Let me begin that my method of manufactured spending is heavily involved in gift card churning. (Be sure to read Chuck’s post at Doctor of Credit for an excellent run down on Gift Card Churning as well) I posted a while back on a method to save on postage. Loyal reader Ed, who has been reading this blog before I joined Saverocity (Thanks for reading, Ed!) suggested using this envelope. As I was referencing to our email exchange way back in early 2014, he already figured this out long before I thought of writing this post which will be explained below. The envelope is larger than your regular letter sized manilla envelope:



See all that space?
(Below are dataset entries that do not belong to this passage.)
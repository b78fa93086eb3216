//! Structured observability hooks for environment lifecycle events.
//!
//! This module provides:
//! - An episode-scoped tracing span for lifecycle futures
//! - Emission functions for initialization phases, resets, steps and benchmarks
//!
//! Events are emitted at `info!` level unless noted; filter them with
//! `RUST_LOG` (e.g. `RUST_LOG=mdde_core=debug`).

use tracing::{info, warn, Span};

use crate::error::Phase;

/// Span covering one scenario's lifecycle calls.
///
/// Attach it to futures with `tracing::Instrument`.
///
/// # Example
///
/// ```ignore
/// env.initialize().instrument(episode_span("starving-agents")).await?;
/// ```
pub fn episode_span(scenario: &str) -> Span {
    tracing::info_span!("mdde.episode", scenario = %scenario)
}

pub fn emit_init_started(scenario: &str, agents: usize) {
    info!(event = "env.init.started", scenario = %scenario, agents = agents);
}

/// Emit event: one initialization phase completed.
pub fn emit_phase_completed(phase: Phase) {
    info!(event = "env.init.phase", phase = %phase);
}

/// Emit event: initialization finished with the default snapshot in place.
pub fn emit_init_finished(snapshot: &str, shuffled: bool, duration_ms: u64) {
    info!(
        event = "env.init.finished",
        snapshot = %snapshot,
        shuffled = shuffled,
        duration_ms = duration_ms,
    );
}

/// Emit event: initialization aborted (warning level).
pub fn emit_init_failed(phase: Option<Phase>, error: &dyn std::fmt::Display) {
    match phase {
        Some(phase) => warn!(event = "env.init.failed", phase = %phase, error = %error),
        None => warn!(event = "env.init.failed", error = %error),
    }
}

pub fn emit_mode_switched(from: &str, to: &str) {
    info!(event = "registry.mode.switched", from = %from, to = %to);
}

pub fn emit_reset(snapshot: &str) {
    info!(event = "env.reset", snapshot = %snapshot);
}

/// Emit event: a step's writes have all completed.
pub fn emit_step_finished(tick: u64, applied: usize, rejected: usize, conflicts: usize) {
    info!(
        event = "env.step.finished",
        tick = tick,
        applied = applied,
        rejected = rejected,
        conflicts = conflicts,
    );
}

pub fn emit_action_table_rebuilt(agent: u32, actions: usize, fragments: usize) {
    info!(
        event = "env.actions.rebuilt",
        agent = agent,
        actions = actions,
        fragments = fragments,
    );
}

pub fn emit_benchmark_finished(throughput: f64, nodes: usize) {
    info!(event = "env.benchmark.finished", throughput = throughput, nodes = nodes);
}

#[cfg(test)]
mod tests {
    use super::*;

    #[test]
    fn episode_span_without_subscriber() {
        let span = episode_span("test-scenario");
        let _entered = span.enter();
        emit_phase_completed(Phase::Flush);
    }
}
There is a lot of surface area that can be covered with the $.69 stamps. I already have 8 in that picture, and there’s still plenty of room to tack more stamps. In fact, if you wanted free postage and a huge amount of insurance, you can fit it all on the envelope.

Here’s my original idea:

Gift Card Churn

My box barely had room for 7 pieces of postage and was an absolute chore for the postal clerk to attach the tracking number and I still owed money. This is why I love writing a blog, readers like Ed making the process better. Ed’s idea is genius! Remember USPS’ slogan for this is “if it fits it ships!” If you pack a few too many gift cards in the flat rate envelope, a little extra packaging tape solves the problem.
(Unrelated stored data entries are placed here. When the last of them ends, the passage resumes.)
//! Error taxonomy for environment orchestration.

use mdde_registry::{ErrorDescriptor, ResultEnvelope};
use serde::Serialize;

use crate::agent::AgentId;

/// Where in the environment lifecycle a registry call was made.
///
/// Each `initialize()` step has its own phase so a failure names exactly the
/// step that aborted the sequence.
#[derive(Debug, Clone, Copy, PartialEq, Eq, Hash, Serialize)]
#[serde(rename_all = "snake_case")]
pub enum Phase {
    /// Standalone `ensure_mode` call.
    ModeSwitch,
    ShuffleBeforeFlush,
    Flush,
    PopulateNodes,
    BenchmarkBeforeGeneration,
    GenerateData,
    Fragmentation,
    ShuffleAfterFragmentation,
    SyncRegistryToData,
    SnapshotCreate,
    Benchmark,
    Reset,
    Observation,
    Dispatch,
}

impl std::fmt::Display for Phase {
    fn fmt(&self, f: &mut std::fmt::Formatter<'_>) -> std::fmt::Result {
        let s = match self {
            Phase::ModeSwitch => "mode switch",
            Phase::ShuffleBeforeFlush => "switch to shuffle before flush",
            Phase::Flush => "flush",
            Phase::PopulateNodes => "populate default nodes",
            Phase::BenchmarkBeforeGeneration => "switch to benchmark before data generation",
            Phase::GenerateData => "data generation",
            Phase::Fragmentation => "fragmentation",
            Phase::ShuffleAfterFragmentation => "switch to shuffle after fragmentation",
            Phase::SyncRegistryToData => "registry to data sync",
            Phase::SnapshotCreate => "default snapshot creation",
            Phase::Benchmark => "benchmark",
            Phase::Reset => "reset to default snapshot",
            Phase::Observation => "observation rebuild",
            Phase::Dispatch => "action dispatch",
        };
        write!(f, "{s}")
    }
}

/// Errors produced by the environment core.
#[derive(Debug, thiserror::Error)]
pub enum EnvError {
    /// A port call failed (network or registry side).
    #[error("registry call failed during {phase}: {source}")]
    Transport {
        phase: Phase,
        #[source]
        source: ErrorDescriptor,
    },

    /// Registry mode is unknown, or an illegal mode target was requested.
    #[error("registry state error during {phase}: {detail}")]
    RegistryState { phase: Phase, detail: String },

    #[error("initial data was not generated, check the registry logs for more information")]
    DataGenerationEmpty,

    #[error("failed to create a default snapshot: no handle returned by the registry")]
    SnapshotCreation,

    #[error("agent {agent} selected action {index} but only {available} actions exist")]
    InvalidAction {
        agent: AgentId,
        index: usize,
        available: usize,
    },

    #[error("expected one action per agent ({expected}), got {actual}")]
    ActionCountMismatch { expected: usize, actual: usize },

    #[error("environment is not initialized")]
    NotInitialized,

    #[error("invalid scenario: {0}")]
    Scenario(String),

    #[error("configuration error: {0}")]
    Config(String),
}

impl EnvError {
    /// Lifecycle phase the error was raised in, if it came from a registry call.
    pub fn phase(&self) -> Option<Phase> {
        match self {
            EnvError::Transport { phase, .. } | EnvError::RegistryState { phase, .. } => {
                Some(*phase)
            }
            EnvError::DataGenerationEmpty => Some(Phase::GenerateData),
            EnvError::SnapshotCreation => Some(Phase::SnapshotCreate),
            _ => None,
        }
    }
}

/// Result type for environment operations.
pub type EnvResult<T> = std::result::Result<T, EnvError>;

/// Fail-fast conversion of an envelope into an [`EnvResult`] tagged with a phase.
pub(crate) trait EnvelopeExt<T> {
    fn in_phase(self, phase: Phase) -> EnvResult<Option<T>>;
}

impl<T> EnvelopeExt<T> for ResultEnvelope<T> {
    fn in_phase(self, phase: Phase) -> EnvResult<Option<T>> {
        self.raise_on_error()
            .map_err(|source| EnvError::Transport { phase, source })
    }
}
The first graphic doesn’t do enough justice to the flat rate envelope so you should check out this picture below for scale:



I had to edit the picture since you could see right through, but notice the 8.5″ x 11″ sheet of paper and how much more space there is compared to the flat rate box?

Card Liquidation:

Cardpool provides a $.69 stamp for each invoice/transaction when you mail in gift cards. Ed already figured out that with 8 stamps, you will have $5.52 worth of postage. With the flat rate envelope, it now costs $5.75 instead of $5.60 when we first discussed. Therefore, if you buy the right denominated money orders and leave $.23 left on the prepaid card and drain at the post office in one quick and easy shot. You might be thinking of the opportunity cost of waiting on line to pay the extra postage, but you will still need to see the clerk to get your the tracking number anyway. With coming short on the postage, it’d be 1 or 2 easy swipes to liquidate those prepaid cards that have a few cents left. The extra work for creating the 8 invoices/transactions are worth it, you receive shipping and 2 day priority mail, which means you’ll see your money a lot faster.


15 comments… add one
  • You are such a smart cookie.

  • There is an even bigger flat rate envelope for $0.15 more in postage. It is for legal sized documents.
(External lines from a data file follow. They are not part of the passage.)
//! Node x fragment allocation matrix.
//!
//! Rows follow agent binding order (each agent's nodes in the order it lists
//! them), followed by any registry nodes no agent manages, in natural order.
//! Columns follow the configured [`FragmentOrdering`]. The matrix is always
//! rebuilt from the read port; nothing here caches registry state.

use std::collections::{BTreeMap, BTreeSet};

use mdde_registry::{FragmentId, NodeId, RegistryReadPort};
use serde::Serialize;
use tracing::debug;

use crate::agent::AgentBinding;
use crate::error::{EnvError, EnvResult, EnvelopeExt, Phase};
use crate::ordering::{natural_cmp, FragmentOrdering};

/// Binary placement matrix: `1` where a node holds an exemplar of a fragment.
#[derive(Debug, Clone, PartialEq, Eq, Serialize)]
pub struct AllocationMatrix {
    nodes: Vec<NodeId>,
    fragments: Vec<FragmentId>,
    cells: Vec<u8>,
}

impl AllocationMatrix {
    /// Build from an explicit placement. `nodes` and `fragments` define the
    /// row and column order; placement entries outside them are ignored.
    pub fn from_placement(
        nodes: Vec<NodeId>,
        fragments: Vec<FragmentId>,
        placement: &BTreeMap<NodeId, BTreeSet<FragmentId>>,
    ) -> Self {
        let mut cells = vec![0u8; nodes.len() * fragments.len()];
        for (row, node) in nodes.iter().enumerate() {
            let Some(held) = placement.get(node) else {
                continue;
            };
            for (col, fragment) in fragments.iter().enumerate() {
                if held.contains(fragment) {
                    cells[row * fragments.len() + col] = 1;
                }
            }
        }
        Self {
            nodes,
            fragments,
            cells,
        }
    }

    /// Read the current placement from the registry.
    pub async fn read(
        read: &dyn RegistryReadPort,
        agents: &[AgentBinding],
        ordering: &dyn FragmentOrdering,
    ) -> EnvResult<Self> {
        let registry_nodes = read
            .list_nodes()
            .await
            .in_phase(Phase::Observation)?
            .unwrap_or_default();
        let nodes = order_nodes(agents, &registry_nodes)?;

        let mut placement = BTreeMap::new();
        let mut all_fragments = BTreeSet::new();
        for node in &nodes {
            let held = read
                .list_node_fragments(node)
                .await
                .in_phase(Phase::Observation)?
                .unwrap_or_default();
            all_fragments.extend(held.iter().cloned());
            placement.insert(node.clone(), held);
        }

        let fragments = ordering.order(&all_fragments.into_iter().collect::<Vec<_>>());
        debug!(
            nodes = nodes.len(),
            fragments = fragments.len(),
            "allocation read"
        );
        Ok(Self::from_placement(nodes, fragments, &placement))
    }

    pub fn nodes(&self) -> &[NodeId] {
        &self.nodes
    }

    pub fn fragments(&self) -> &[FragmentId] {
        &self.fragments
    }

    pub fn shape(&self) -> (usize, usize) {
        (self.nodes.len(), self.fragments.len())
    }

    /// Cell value; out-of-range coordinates read as `0`.
    pub fn get(&self, row: usize, col: usize) -> u8 {
        if row >= self.nodes.len() || col >= self.fragments.len() {
            return 0;
        }
        self.cells[row * self.fragments.len() + col]
    }

    pub fn row(&self, row: usize) -> &[u8] {
        let width = self.fragments.len();
        let start = (row * width).min(self.cells.len());
        let end = (start + width).min(self.cells.len());
        &self.cells[start..end]
    }

    pub fn row_of(&self, node: &NodeId) -> Option<usize> {
        self.nodes.iter().position(|n| n == node)
    }

    pub fn column_of(&self, fragment: &FragmentId) -> Option<usize> {
        self.fragments.iter().position(|f| f == fragment)
    }

    pub fn contains(&self, node: &NodeId, fragment: &FragmentId) -> bool {
        match (self.row_of(node), self.column_of(fragment)) {
            (Some(r), Some(c)) => self.get(r, c) == 1,
            _ => false,
        }
    }

    /// Nodes holding `fragment`, in row order.
    pub fn holders(&self, fragment: &FragmentId) -> Vec<&NodeId> {
        let Some(col) = self.column_of(fragment) else {
            return Vec::new();
        };
        self.nodes
            .iter()
            .enumerate()
            .filter(|(row, _)| self.get(*row, col) == 1)
            .map(|(_, node)| node)
            .collect()
    }

    /// Fragments held by `node`, in column order.
    pub fn fragments_on(&self, node: &NodeId) -> Vec<&FragmentId> {
        let Some(row) = self.row_of(node) else {
            return Vec::new();
        };
        self.fragments
            .iter()
            .enumerate()
            .filter(|(col, _)| self.get(row, *col) == 1)
            .map(|(_, fragment)| fragment)
            .collect()
    }

    /// Total number of fragment exemplars in the registry.
    pub fn exemplars(&self) -> usize {
        self.cells.iter().filter(|c| **c == 1).count()
    }
}

/// Canonical node order: bound nodes in binding order, then the rest.
///
/// Fails if an agent is bound to a node the registry does not report.
pub fn order_nodes(
    agents: &[AgentBinding],
    registry_nodes: &BTreeSet<NodeId>,
) -> EnvResult<Vec<NodeId>> {
    let mut ordered: Vec<NodeId> = Vec::with_capacity(registry_nodes.len());
    for agent in agents {
        for node in agent.nodes() {
            if !registry_nodes.contains(node) {
                return Err(EnvError::Scenario(format!(
                    "agent {} manages node {node} which the registry does not report",
                    agent.name()
                )));
            }
            if !ordered.contains(node) {
                ordered.push(node.clone());
            }
        }
    }
    let mut unbound: Vec<&NodeId> = registry_nodes
        .iter()
        .filter(|n| !ordered.contains(n))
        .collect();
    unbound.sort_by(|a, b| natural_cmp(a.as_str(), b.as_str()));
    ordered.extend(unbound.into_iter().cloned());
    Ok(ordered)
}

#[cfg(test)]
mod tests {
    use super::*;
    use crate::agent::AgentId;

    fn placement(entries: &[(&str, &[&str])]) -> BTreeMap<NodeId, BTreeSet<FragmentId>> {
        entries
            .iter()
            .map(|(n, fs)| {
                (
                    NodeId::new(*n),
                    fs.iter().map(|f| FragmentId::new(*f)).collect(),
                )
            })
            .collect()
    }

    #[test]
    fn cells_follow_row_and_column_order() {
        let m = AllocationMatrix::from_placement(
            vec![NodeId::new("B"), NodeId::new("A")],
            vec![FragmentId::new("f1"), FragmentId::new("f2")],
            &placement(&[("A", &["f1"]), ("B", &["f1", "f2"])]),
        );
        assert_eq!(m.row(0), &[1, 1]);
        assert_eq!(m.row(1), &[1, 0]);
        assert_eq!(m.holders(&FragmentId::new("f1")).len(), 2);
        assert_eq!(m.fragments_on(&NodeId::new("A")), vec![&FragmentId::new("f1")]);
        assert_eq!(m.exemplars(), 3);
    }

    #[test]
    fn out_of_range_reads_are_zero() {
        let m = AllocationMatrix::from_placement(vec![NodeId::new("A")], vec![], &BTreeMap::new());
        assert_eq!(m.get(3, 3), 0);
        assert!(m.row(5).is_empty());
        assert!(!m.contains(&NodeId::new("A"), &FragmentId::new("f1")));
    }

    #[test]
    fn bound_nodes_come_first_then_natural_order() {
        let agents = vec![
            AgentBinding::single(AgentId(0), "a0", "n10"),
            AgentBinding::single(AgentId(1), "a1", "n2"),
        ];
        let registry: BTreeSet<NodeId> = ["n1", "n2", "n10", "n9"]
            .iter()
            .map(|n| NodeId::new(*n))
            .collect();
        let ordered = order_nodes(&agents, &registry).unwrap();
        let names: Vec<&str> = ordered.iter().map(|n| n.as_str()).collect();
        assert_eq!(names, vec!["n10", "n2", "n1", "n9"]);
    }

    #[test]
    fn binding_to_missing_node_is_rejected() {
        let agents = vec![AgentBinding::single(AgentId(0), "a0", "ghost")];
        let registry: BTreeSet<NodeId> = [NodeId::new("A")].into_iter().collect();
        assert!(matches!(
            order_nodes(&agents, &registry),
            Err(EnvError::Scenario(_))
        ));
    }
}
    Also consider the bubble mailer flat rate envelope, same price as the cardboard one to ship, it holds up much better in the mail. Order either free online (might be a small delivery fee, I’m not sure, my reseller days are long past, used to be 100% free) because you will almost never see either of them in the Post Office supply area.

    I don’t really do the gift card thing, so maybe there is a transaction limit? Otherwise I’m not sure why you wouldn’t just create one more order to get your postage entirely paid for. I guess it depends on how often you ship them out and how much of a pain it is to create orders.

    • Thanks Haley, I’ll have to check out the post office’s website to see what’s available. Last time I checked, you are right, it’s free shipping for the free supplies. For the smalls, I’ve only seen the ones that are pictured, so for an extra $.15 for larger envelope, this sounds like great value.

      There’s no transaction limit, but I want to pay money for the stamps because @ 9 stamps * .69 I’d be paying $6.21 in postage overpaying by $.46 I’d rather pay it to drain out my card and save that 9th stamp for the next bundle I mail out.

      Each time I mail a bundle, I create 10 transactions, so I actually have 2 stamps leftover that I use for the next round.

  • So if I understand you correctly, that massive box is stuffed to the gills with gift cards? How much would you estimate in value is in there? I assume you buy insurance?

    • It depends on what I’m transacting and I’m stupid and don’t get insurance (normally), but this next one I will since it will be over 5k.

      The last couple of times when I physically mailed cards, to GCZ $800 worth of BP cards this was from the Bank of America AmeriDeals. Then I mailed about 2k and 3k in different packages to Cardpool.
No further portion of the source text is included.